## [DATASET EXCERPTS]
______
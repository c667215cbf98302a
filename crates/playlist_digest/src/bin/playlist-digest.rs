use std::{fs::File, path::PathBuf, time::Duration};

use anyhow::Context;
use clap::{Parser, ValueEnum};
use playlist_digest::{
    config::{CredentialPolicy, PromptMode, RunConfiguration},
    openai::{OpenAIClient, DEFAULT_BASE_URL},
    render::{render_table, render_text, render_warnings, write_csv},
    session::Session,
    tracing::init_tracing_subscriber,
    yt::{scraper::Scraper, transcript::TranscriptClient},
    PlaylistSummarizerBuilder,
};

#[derive(Parser)]
#[command(
    name = "playlist-digest",
    about = "Summarize every video of a YouTube playlist from its transcript"
)]
struct Cli {
    /// OpenAI API key, or the special password when one is configured
    #[arg(long, env = "OPENAI_API_KEY", hide_env_values = true)]
    api_key: String,

    /// YouTube playlist URL or list id; the playlist must be public
    #[arg(long)]
    playlist: String,

    /// Topic(s) covered by the playlist, comma separated
    #[arg(long)]
    topic: String,

    /// Replace the default summary instruction with your own prompt
    #[arg(long)]
    custom_prompt: Option<String>,

    /// What to print on stdout
    #[arg(long, value_enum, default_value_t = OutputFormat::Both)]
    format: OutputFormat,

    /// Also write the summaries table as CSV to this path
    #[arg(long)]
    csv: Option<PathBuf>,

    /// Caption languages to try, most preferred first
    #[arg(long, value_delimiter = ',', default_value = "en")]
    languages: Vec<String>,

    /// Timeout in seconds for each HTTP request
    #[arg(long, default_value = "30")]
    timeout_secs: u64,

    /// OpenAI-compatible API base URL
    #[arg(long, env = "OPENAI_BASE_URL", default_value = DEFAULT_BASE_URL)]
    openai_base_url: String,

    /// Password that unlocks the privileged API key
    #[arg(long, env = "PLAYLIST_DIGEST_SPECIAL_PASSWORD", hide_env_values = true)]
    special_password: Option<String>,

    /// API key used when the special password is supplied
    #[arg(long, env = "PLAYLIST_DIGEST_PRIVILEGED_API_KEY", hide_env_values = true)]
    privileged_api_key: Option<String>,
}

#[derive(Clone, Copy, ValueEnum)]
enum OutputFormat {
    Text,
    Table,
    Both,
}

#[tokio::main(flavor = "current_thread")]
async fn main() -> anyhow::Result<()> {
    let _ = dotenvy::dotenv();

    let cli = Cli::parse();
    init_tracing_subscriber()?;

    let credentials = CredentialPolicy::new(cli.special_password, cli.privileged_api_key);
    let config = RunConfiguration {
        api_key: credentials.resolve(&cli.api_key)?,
        playlist: cli.playlist,
        topic: cli.topic,
        prompt_mode: if cli.custom_prompt.is_some() {
            PromptMode::Custom
        } else {
            PromptMode::Default
        },
        custom_prompt: cli.custom_prompt.unwrap_or_default(),
    };

    let timeout = Duration::from_secs(cli.timeout_secs);
    let openai = OpenAIClient::new(&config.api_key)
        .with_base_url(cli.openai_base_url)
        .with_http_client(
            reqwest::Client::builder()
                .timeout(timeout.max(Duration::from_secs(120)))
                .build()?,
        );

    let summarizer = PlaylistSummarizerBuilder::new()
        .playlist_scraper(Scraper::new(timeout)?)
        .transcript_fetcher(TranscriptClient::new(Scraper::new(timeout)?).with_languages(cli.languages))
        .summarizer(openai)
        .build();

    let mut session = Session::new();
    session.submit(config)?;

    tracing::info!("Loading summaries, this takes a while for long playlists...");
    session.summarize(&summarizer).await?;

    let report = session
        .take_outcome()
        .context("Summarization did not finish")??;

    match cli.format {
        OutputFormat::Text => println!("{}", render_text(&report)),
        OutputFormat::Table => println!("{}", render_table(&report)),
        OutputFormat::Both => {
            println!("{}", render_text(&report));
            println!("{}", render_table(&report));
        }
    }

    let warnings = render_warnings(&report);
    if !warnings.is_empty() {
        eprintln!("Some videos were not summarized:\n{warnings}");
    }

    if let Some(path) = cli.csv {
        let file = File::create(&path)
            .with_context(|| format!("Failed to create {}", path.display()))?;
        write_csv(&report, file)?;
        tracing::info!(path = %path.display(), "Wrote CSV export");
    }

    Ok(())
}
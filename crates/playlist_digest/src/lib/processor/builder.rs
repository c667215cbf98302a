use crate::{
    prompt::SYSTEM_PROMPT,
    yt::{playlist::PlaylistLoader, PlaylistScraper, TranscriptFetcher},
    PlaylistSummarizer, Summarizer,
};

pub struct PlaylistSummarizerBuilder<P = (), T = (), S = ()> {
    playlist_scraper: P,
    transcript_fetcher: T,
    summarizer: S,
    system_prompt: String,
}

impl PlaylistSummarizerBuilder {
    pub fn new() -> Self {
        Self {
            playlist_scraper: (),
            transcript_fetcher: (),
            summarizer: (),
            system_prompt: SYSTEM_PROMPT.to_string(),
        }
    }
}

impl Default for PlaylistSummarizerBuilder {
    fn default() -> Self {
        Self::new()
    }
}

impl<P, T, S> PlaylistSummarizerBuilder<P, T, S> {
    pub fn playlist_scraper<P2: PlaylistScraper>(
        self,
        playlist_scraper: P2,
    ) -> PlaylistSummarizerBuilder<P2, T, S> {
        PlaylistSummarizerBuilder {
            playlist_scraper,
            transcript_fetcher: self.transcript_fetcher,
            summarizer: self.summarizer,
            system_prompt: self.system_prompt,
        }
    }

    pub fn transcript_fetcher<T2: TranscriptFetcher>(
        self,
        transcript_fetcher: T2,
    ) -> PlaylistSummarizerBuilder<P, T2, S> {
        PlaylistSummarizerBuilder {
            playlist_scraper: self.playlist_scraper,
            transcript_fetcher,
            summarizer: self.summarizer,
            system_prompt: self.system_prompt,
        }
    }

    pub fn summarizer<S2: Summarizer>(self, summarizer: S2) -> PlaylistSummarizerBuilder<P, T, S2> {
        PlaylistSummarizerBuilder {
            playlist_scraper: self.playlist_scraper,
            transcript_fetcher: self.transcript_fetcher,
            summarizer,
            system_prompt: self.system_prompt,
        }
    }

    /// Replaces the default summarization instruction sent as the system message.
    pub fn system_prompt(mut self, system_prompt: impl Into<String>) -> Self {
        self.system_prompt = system_prompt.into();
        self
    }
}

impl<P, T, S> PlaylistSummarizerBuilder<P, T, S>
where
    P: PlaylistScraper,
    T: TranscriptFetcher,
    S: Summarizer,
{
    pub fn build(self) -> PlaylistSummarizer<P, T, S> {
        PlaylistSummarizer {
            loader: PlaylistLoader::new(self.playlist_scraper, self.transcript_fetcher),
            summarizer: self.summarizer,
            system_prompt: self.system_prompt,
        }
    }
}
______
Please show the lines of the material that contain the string "TranscriptClient".

    yt::{scraper::Scraper, transcript::TranscriptClient},
        .transcript_fetcher(TranscriptClient::new(Scraper::new(timeout)?).with_languages(cli.languages))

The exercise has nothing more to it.